An Overview of the Purpose of the Competition Law and its Prohibited Activities:
An abuse of the right to compete mainly occurs in the following situations:
Distortion of competition by breach of the rules of good faith or by deceptive behaviour; in other words, unfair competition: This issue is regulated in the Turkish Commercial Code and the Turkish Code of Obligations. Examples include: to denigrate the products or activities of a competitor or of another business; to give false information about the moral or financial situation of another business; to provide false or misleading information about one’s own products and activities; to act as if own has some prize or certificate that does not actually exist; in order to influence the preferences of the consumer, to try to benefit from the reputation of others by creating confusion in the promotional names and signs, such as the brand, business name, logo, or product packaging that others promote; and obtaining, using, or disclosing the trade secrets of others without a justification.
Influencing markets in terms of goods and services, restricting competition and agreements and decisions in this direction: This is included in Article 4 of the Competition Law and is detailed below.
Abuse of dominant position: This is covered by Article 6 of the Competition Law.
Mergers or acquisitions that create or strengthen a dominant position: These are governed by Article 7 of the Competition Law.
Considering these issues, which cause an abuse of the right to compete and prevent competition, the stated purpose of the Competition Law is to prevent agreements, decisions, and practices that prevent, distort, or restrict competition in the goods and service markets, and to prevent the abuse of dominance by the undertakings that dominate the market, and to ensure the protection of competition by making the necessary regulations and inspections.

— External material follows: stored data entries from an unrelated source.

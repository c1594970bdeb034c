//! TUI Widgets
//!
//! Borderless widgets drawn straight into the frame buffer.

pub mod chrome;
pub mod control_bar;
pub mod toasts;
pub mod transcript;

pub use chrome::{AgentPanel, ChatInput, Header, StatusLine, Welcome};
pub use control_bar::{ControlBar, ControlItem};
pub use toasts::Toasts;
pub use transcript::{TranscriptView, TranscriptViewState};
mod binary;
pub use binary::*;

mod xml;
pub use xml::*;

use std::path::Path;

use crate::{BrickCatalog, EngineError, Result, Size, TileGrid};

/// Extra information a loader may need but the file itself does not carry.
#[derive(Clone, Copy, Debug, Default)]
pub struct LoadData {
    /// Grid dimensions for formats that do not persist them (the binary
    /// level format). The editor supplies its fixed level size here.
    pub grid_size: Option<Size>,
}

impl LoadData {
    pub fn with_grid_size(size: impl Into<Size>) -> Self {
        Self {
            grid_size: Some(size.into()),
        }
    }
}

/// A level (de)serializer translating between grid contents and bytes.
///
/// Codecs are pure transformations: they share no state and may be
/// invoked repeatedly on independent grids.
pub trait LevelFormat {
    fn file_extension(&self) -> &str;

    fn name(&self) -> &str;

    /// Serializes the grid to a complete in-memory buffer.
    ///
    /// # Errors
    ///
    /// Returns an error if the grid cannot be expressed in this format.
    fn to_bytes(&self, grid: &TileGrid, catalog: &BrickCatalog) -> Result<Vec<u8>>;

    /// Builds a fresh grid from bytes. The caller's existing grid is
    /// never touched, so a failed load leaves the session untouched.
    ///
    /// # Errors
    ///
    /// Returns an error if the data is malformed for this format.
    fn load_grid(&self, data: &[u8], catalog: &BrickCatalog, load_data: Option<LoadData>) -> Result<TileGrid>;
}

/// Picks the codec for a path by file extension.
///
/// # Errors
///
/// Returns [`EngineError::UnsupportedExtension`] for anything that is
/// neither a binary (`.lvl`) nor an XML (`.xml`) level file.
pub fn format_for_path(path: &Path) -> Result<Box<dyn LevelFormat>> {
    let extension = path.extension().and_then(|ext| ext.to_str()).unwrap_or_default().to_ascii_lowercase();
    match extension.as_str() {
        "lvl" => Ok(Box::new(BinaryLevel::default())),
        "xml" => Ok(Box::new(XmlLevel::default())),
        _ => Err(EngineError::UnsupportedExtension { extension }),
    }
}

/// Saves the grid to the given path, choosing the codec by extension.
///
/// The whole buffer is encoded before the file is opened, so a codec
/// failure never leaves a truncated file behind.
///
/// # Errors
///
/// Returns an error if encoding or the final write fails.
pub fn save_level_file(path: &Path, grid: &TileGrid, catalog: &BrickCatalog) -> Result<()> {
    let format = format_for_path(path)?;
    let bytes = format.to_bytes(grid, catalog)?;
    log::debug!("saving {} level to {}", format.name(), path.display());
    std::fs::write(path, bytes)?;
    Ok(())
}

/// Loads a level from the given path, choosing the codec by extension.
///
/// # Errors
///
/// Returns an error if the file cannot be read or decoded.
pub fn load_level_file(path: &Path, catalog: &BrickCatalog, load_data: Option<LoadData>) -> Result<TileGrid> {
    let format = format_for_path(path)?;
    let data = std::fs::read(path)?;
    log::debug!("loading {} level from {}", format.name(), path.display());
    format.load_grid(&data, catalog, load_data)
}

Article 4 of the Competition Law: Agreements, Concerted Practices and Decisions Limiting Competition:
At this point in this information note, we should examine the scope of price fixing under Article 4 of the Competition Law, which is titled as Agreements, Concerted Practices and Decisions Limiting Competition under the heading of Prohibited Activities.

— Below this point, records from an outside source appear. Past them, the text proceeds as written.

use std::collections::HashMap;

use crate::{EngineError, Result};

/// A brick type parsed from the entities file.
#[derive(Clone, Debug, PartialEq, Eq)]
pub struct BrickInfo {
    /// Unique name of the brick, as used by the XML level format.
    pub name: String,
    /// The width of a single sprite frame. All frames are assumed equal.
    pub frame_width: i32,
    /// The height of a single sprite frame.
    pub frame_height: i32,
}

impl BrickInfo {
    pub fn new(name: impl Into<String>, frame_width: i32, frame_height: i32) -> Self {
        Self {
            name: name.into(),
            frame_width,
            frame_height,
        }
    }
}

/// The table mapping brick names to grid indices and frame dimensions.
///
/// The catalog is supplied fully formed by the asset-loading layer before
/// any grid operations happen and is treated as immutable for the length
/// of an editing session. A brick's index is its insertion position.
#[derive(Clone, Debug, Default)]
pub struct BrickCatalog {
    bricks: Vec<BrickInfo>,
    name_lookup: HashMap<String, usize>,
}

impl BrickCatalog {
    pub fn new() -> Self {
        Self::default()
    }

    /// Builds a catalog from an ordered list of bricks.
    ///
    /// # Errors
    ///
    /// Returns [`EngineError::DuplicateBrick`] if two entries share a name.
    pub fn from_bricks(bricks: impl IntoIterator<Item = BrickInfo>) -> Result<Self> {
        let mut catalog = Self::new();
        for brick in bricks {
            catalog.add(brick)?;
        }
        Ok(catalog)
    }

    /// Appends a brick; its index becomes the current catalog length.
    ///
    /// # Errors
    ///
    /// Returns [`EngineError::DuplicateBrick`] if the name is already taken.
    pub fn add(&mut self, brick: BrickInfo) -> Result<()> {
        if self.name_lookup.contains_key(&brick.name) {
            return Err(EngineError::DuplicateBrick { name: brick.name });
        }
        self.name_lookup.insert(brick.name.clone(), self.bricks.len());
        self.bricks.push(brick);
        Ok(())
    }

    pub fn len(&self) -> usize {
        self.bricks.len()
    }

    pub fn is_empty(&self) -> bool {
        self.bricks.is_empty()
    }

    /// Looks a brick up by name, returning it together with its index.
    pub fn brick_by_name(&self, name: &str) -> Option<(i32, &BrickInfo)> {
        self.name_lookup.get(name).map(|&index| (index as i32, &self.bricks[index]))
    }

    /// Looks a brick up by grid index. Negative indices (empty cells)
    /// yield `None`.
    pub fn brick_by_index(&self, index: i32) -> Option<&BrickInfo> {
        if index < 0 {
            return None;
        }
        self.bricks.get(index as usize)
    }

    /// Iterates bricks in index order.
    pub fn iter(&self) -> impl Iterator<Item = (i32, &BrickInfo)> {
        self.bricks.iter().enumerate().map(|(index, brick)| (index as i32, brick))
    }
}

#[cfg(test)]
mod tests {
    use super::*;

    fn test_catalog() -> BrickCatalog {
        BrickCatalog::from_bricks([
            BrickInfo::new("redBrick", 41, 20),
            BrickInfo::new("blueBrick", 41, 20),
            BrickInfo::new("steelBrick", 41, 20),
        ])
        .unwrap()
    }

    #[test]
    fn index_is_insertion_order() {
        let catalog = test_catalog();
        assert_eq!(3, catalog.len());
        assert_eq!(Some(0), catalog.brick_by_name("redBrick").map(|(i, _)| i));
        assert_eq!(Some(2), catalog.brick_by_name("steelBrick").map(|(i, _)| i));
        assert_eq!("blueBrick", catalog.brick_by_index(1).unwrap().name);
    }

    #[test]
    fn unknown_names_and_empty_cells_yield_none() {
        let catalog = test_catalog();
        assert!(catalog.brick_by_name("goldBrick").is_none());
        assert!(catalog.brick_by_index(-1).is_none());
        assert!(catalog.brick_by_index(3).is_none());
    }

    #[test]
    fn duplicate_names_are_rejected() {
        let mut catalog = test_catalog();
        let result = catalog.add(BrickInfo::new("redBrick", 41, 20));
        assert!(matches!(result, Err(EngineError::DuplicateBrick { .. })));
    }
}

Article 4 of the Competition Law states:
“Article 4- Agreements and concerted practices between undertakings[1], and decisions and practices of associations of undertakings[2] which have as their object or effect or likely effect the prevention, distortion or restriction of competition directly or indirectly in a particular market for goods or services are illegal and prohibited.
Such cases are, in particular, as follows:
a) Fixing the purchase or sale price of goods or services, elements such as cost and profit which form the price, and any condition of purchase or sale,
b) Allocation of markets for goods or services, and sharing or controlling all kinds of market resources or elements,
c) Controlling the amount of supply or demand for goods or services, or determining them outside the market,
d) Complicating and restricting the activities of competing undertakings, or excluding undertakings operating in the market by boycotts or other behaviour, or foreclosing the market to potential new entrants,
e) Except exclusive dealing, applying different terms to persons with equal status for equal rights, obligations and acts,
f) Contrary to the nature of the agreement or commercial practices, requiring the purchase of other goods or services together with a good or service, or tying a good or service demanded by purchasers acting as intermediary undertakings to the condition of displaying another good or service by the purchaser, or putting forward terms as to the resupply of a good or service supplied.

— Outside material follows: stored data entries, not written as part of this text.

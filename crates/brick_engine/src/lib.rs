#![warn(clippy::all, clippy::pedantic)]
#![allow(
    clippy::cast_sign_loss,
    clippy::cast_possible_truncation,
    clippy::cast_possible_wrap,
    clippy::must_use_candidate,
    clippy::return_self_not_must_use
)]

mod error;
pub use error::*;

mod position;
pub use position::*;

mod tile_grid;
pub use tile_grid::*;

mod catalog;
pub use catalog::*;

pub mod formats;
pub use formats::*;

mod level_list;
pub use level_list::*;

use serde::{Deserialize, Serialize};

/// Grid dimensions in bricks.
#[derive(Copy, Clone, Debug, Default, Serialize, Deserialize)]
pub struct Size {
    pub width: i32,
    pub height: i32,
}

impl std::fmt::Display for Size {
    fn fmt(&self, f: &mut std::fmt::Formatter<'_>) -> std::fmt::Result {
        write!(f, "(width: {}, height: {})", self.width, self.height)
    }
}

impl PartialEq for Size {
    fn eq(&self, other: &Size) -> bool {
        self.width == other.width && self.height == other.height
    }
}

impl Eq for Size {}

impl Size {
    pub const fn new(width: i32, height: i32) -> Self {
        Size { width, height }
    }
}

impl From<(i32, i32)> for Size {
    fn from(value: (i32, i32)) -> Self {
        Size {
            width: value.0,
            height: value.1,
        }
    }
}

impl From<(u16, u16)> for Size {
    fn from(value: (u16, u16)) -> Self {
        Size {
            width: value.0 as i32,
            height: value.1 as i32,
        }
    }
}

impl From<(usize, usize)> for Size {
    fn from(value: (usize, usize)) -> Self {
        Size {
            width: value.0 as i32,
            height: value.1 as i32,
        }
    }
}
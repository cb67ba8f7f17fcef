use brick_engine::{EMPTY_CELL, Position};

use super::{EditState, EditorError, Result};

impl EditState {
    /// Opens a stroke (mouse-down). Idempotent; painting outside a
    /// stroke opens one implicitly.
    pub fn begin_stroke(&mut self) {
        self.history.begin_batch();
    }

    /// Closes the current stroke (mouse-up), committing its edits as
    /// one undoable batch.
    pub fn end_stroke(&mut self) {
        self.history.commit_batch();
    }

    /// Paints a brick into a cell, staging the cell's pre-stroke value
    /// for undo. Positions are tile coordinates; the GUI converts from
    /// pixels before calling in.
    ///
    /// # Errors
    ///
    /// Fails with [`EditorError::InvalidBrickIndex`] for an index the
    /// catalog does not know, or `OutOfBounds` for a position outside
    /// the grid. The grid is untouched on failure.
    pub fn paint_brick(&mut self, pos: impl Into<Position>, index: i32) -> Result<()> {
        if index != EMPTY_CELL && self.catalog.brick_by_index(index).is_none() {
            return Err(EditorError::InvalidBrickIndex { index });
        }

        let pos = pos.into();
        let previous = self.grid.get(pos)?;
        // In-bounds coordinates always fit u16: grid dimensions are
        // capped at TileGrid::MAX_DIMENSION.
        self.history.record_edit(pos.x as u16, pos.y as u16, previous);
        self.grid.set(pos, index)?;
        self.is_dirty = true;
        Ok(())
    }

    /// Erases a cell back to empty, staged for undo like a paint.
    ///
    /// # Errors
    ///
    /// Fails with `OutOfBounds` for a position outside the grid.
    pub fn erase_brick(&mut self, pos: impl Into<Position>) -> Result<()> {
        self.paint_brick(pos, EMPTY_CELL)
    }

    /// Clears the whole board as a single undoable batch. Does nothing
    /// (and commits nothing) when the board is already empty.
    ///
    /// # Errors
    ///
    /// Grid errors pass through; cells already erased stay erased.
    pub fn clear_level(&mut self) -> Result<()> {
        let occupied: Vec<Position> = self.grid.iter().filter(|&(_, cell)| cell != EMPTY_CELL).map(|(pos, _)| pos).collect();

        self.begin_stroke();
        for pos in occupied {
            self.erase_brick(pos)?;
        }
        self.end_stroke();
        Ok(())
    }
}

#[cfg(test)]
mod tests {
    use super::*;
    use crate::UndoState;
    use brick_engine::{BrickCatalog, BrickInfo, TileGrid};
    use pretty_assertions::assert_eq;

    fn test_state() -> EditState {
        let catalog = BrickCatalog::from_bricks([BrickInfo::new("redBrick", 41, 20), BrickInfo::new("blueBrick", 41, 20)]).unwrap();
        EditState::new((5, 5), catalog).unwrap()
    }

    #[test]
    fn painting_twice_in_one_stroke_undoes_to_pre_stroke_value() {
        let mut state = test_state();

        state.begin_stroke();
        state.paint_brick((2, 2), 0).unwrap();
        state.end_stroke();

        state.begin_stroke();
        state.paint_brick((2, 2), 1).unwrap();
        state.paint_brick((2, 2), 0).unwrap();
        state.end_stroke();

        state.undo_stroke().unwrap();
        // the value from before the second stroke, not the intermediate 1
        assert_eq!(0, state.grid().get((2, 2)).unwrap());
    }

    #[test]
    fn unknown_brick_index_is_rejected_without_touching_the_grid() {
        let mut state = test_state();
        state.begin_stroke();
        let result = state.paint_brick((1, 1), 9);
        assert!(matches!(result, Err(EditorError::InvalidBrickIndex { index: 9 })));
        state.end_stroke();

        assert!(state.grid().is_empty());
        assert!(!state.can_undo());
    }

    #[test]
    fn out_of_bounds_paint_fails() {
        let mut state = test_state();
        state.begin_stroke();
        assert!(state.paint_brick((5, 0), 0).is_err());
        state.end_stroke();
        assert!(!state.can_undo());
    }

    #[test]
    fn erase_is_undoable() {
        let mut state = test_state();
        state.begin_stroke();
        state.paint_brick((1, 1), 1).unwrap();
        state.end_stroke();

        state.begin_stroke();
        state.erase_brick((1, 1)).unwrap();
        state.end_stroke();
        assert_eq!(EMPTY_CELL, state.grid().get((1, 1)).unwrap());

        state.undo_stroke().unwrap();
        assert_eq!(1, state.grid().get((1, 1)).unwrap());
    }

    #[test]
    fn clear_level_is_one_undoable_batch() {
        let mut state = test_state();
        state.begin_stroke();
        state.paint_brick((0, 0), 0).unwrap();
        state.paint_brick((4, 4), 1).unwrap();
        state.end_stroke();
        let painted: TileGrid = state.grid().clone();

        state.clear_level().unwrap();
        assert!(state.grid().is_empty());

        state.undo_stroke().unwrap();
        assert_eq!(painted, *state.grid());
    }

    #[test]
    fn undo_restores_cells_at_maximum_coordinates() {
        let catalog = BrickCatalog::from_bricks([BrickInfo::new("redBrick", 41, 20)]).unwrap();
        let mut state = EditState::new((65535, 2), catalog).unwrap();

        state.begin_stroke();
        state.paint_brick((65534, 1), 0).unwrap();
        state.end_stroke();

        state.undo_stroke().unwrap();
        assert_eq!(EMPTY_CELL, state.grid().get((65534, 1)).unwrap());
        state.redo_stroke().unwrap();
        assert_eq!(0, state.grid().get((65534, 1)).unwrap());
    }

    #[test]
    fn clearing_an_empty_board_commits_nothing() {
        let mut state = test_state();
        state.clear_level().unwrap();
        assert!(!state.can_undo());
    }
}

In cases where the existence of an agreement cannot be proved, a similarity of price changes in the market, or the balance of demand and supply, or the operational regions of undertakings to those markets where competition is prevented, distorted or restricted, constitutes a presumption that the undertakings are engaged in concerted practice.
Each of the parties may relieve itself of the responsibility by proving, on the basis of economic and rational facts that it has not engaged in concerted practices.”
The grounds for Article 4 of the Competition Law are stated as follows:
“Since the purpose of this Act is the protection of competition, agreements and practices between undertakings which prevent, restrict or distort competition must be prohibited. For the purposes of the article, the term agreement is used to refer to all kinds of compromise or accord to which the parties feel bound, even if these do not meet the conditions for validity as regards the Civil Law. It is not important whether the agreement is written or oral. Even if the existence of an agreement between the parties cannot be established, direct or indirect relations between the undertakings that replace their own independent activities and ensure a coordination and practical cooperation are prohibited if they lead to the same result. Thus, it is intended to prevent the undertakings from legitimizing acts limiting competition via fraud against law. Most of the time, in order to deal with their common problems, undertakings form associations among themselves that may or may not have a legal personality. These associations can take decisions that serve to generate more earnings for their members by preventing competition between the members. Such decisions are also against the competition system and are prohibited.
Agreements restricting competition may be in the form of vertical or horizontal agreements. Agreements made within the same level are called horizontal agreements and it is accepted that these agreements have competition distorting effects per se. Based on this view, the second paragraph of the Article lists the most common agreements limiting competition and emphasizes that these types of agreements are prohibited per se. It must also be noted that the examples mentioned in this paragraph are not restraining, but enumerated.
In a legal regime where agreements restricting competition are prohibited, these agreements are generally made in secret and proving their existence is quite difficult, sometimes even impossible. For this reason, in case the circumstances stated in the third paragraph of the article exist, presumption that undertakings are engaged in concerted practice has been accepted. Thus the burden of proof for not being engaged in concerted practice has been passed to the relevant undertakings and it has been intended to prevent that the Act became unworkable due to the difficulty of proof.”
When this Article and the its grounds are read in detail, several important points emerge that should be emphasized:
In Article 4, some non-limiting examples are included. In other words, other situations can also be described as agreements, practices, and decisions restricting competition, even if they are not listed in Article 4 of the Competition Law.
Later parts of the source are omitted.